##### Dataset entries #####
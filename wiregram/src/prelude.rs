// SPDX-License-Identifier: MIT OR Apache-2.0

//! Re-exports of the traits and core types needed for everyday packet
//! building and inspection.

pub use crate::addr::{Ipv4Address, Ipv6Address, MacAddress};
pub use crate::error::{BuildError, SerializationError, ValidationError, ValidationErrorClass};
pub use crate::layer_stack;
pub use crate::layers::dev_traits::{LayerId, LayerIdentifier, LayerName, LayerOffset};
pub use crate::layers::traits::{
    FromBytes, FromBytesRef, Layer, LayerLength, LayerObject, LayerRef, ToBytes, ToLayer, Validate,
};
pub use crate::packet::{DataLinkKind, Packet, PacketBuilder};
#####
__Aim of the task__
Once the records are read, print each of them exactly as written.

__Problem solution__
filename wiregram/src/prelude.rs
// SPDX-License-Identifier: MIT OR Apache-2.0

//! Re-exports of the traits and core types needed for everyday packet
//! building and inspection.

pub use crate::addr::{Ipv4Address, Ipv6Address, MacAddress};
pub use crate::error::{BuildError, SerializationError, ValidationError, ValidationErrorClass};
pub use crate::layer_stack;
pub use crate::layers::dev_traits::{LayerId, LayerIdentifier, LayerName, LayerOffset};
pub use crate::layers::traits::{
    FromBytes, FromBytesRef, Layer, LayerLength, LayerObject, LayerRef, ToBytes, ToLayer, Validate,
};
pub use crate::packet::{DataLinkKind, Packet, PacketBuilder};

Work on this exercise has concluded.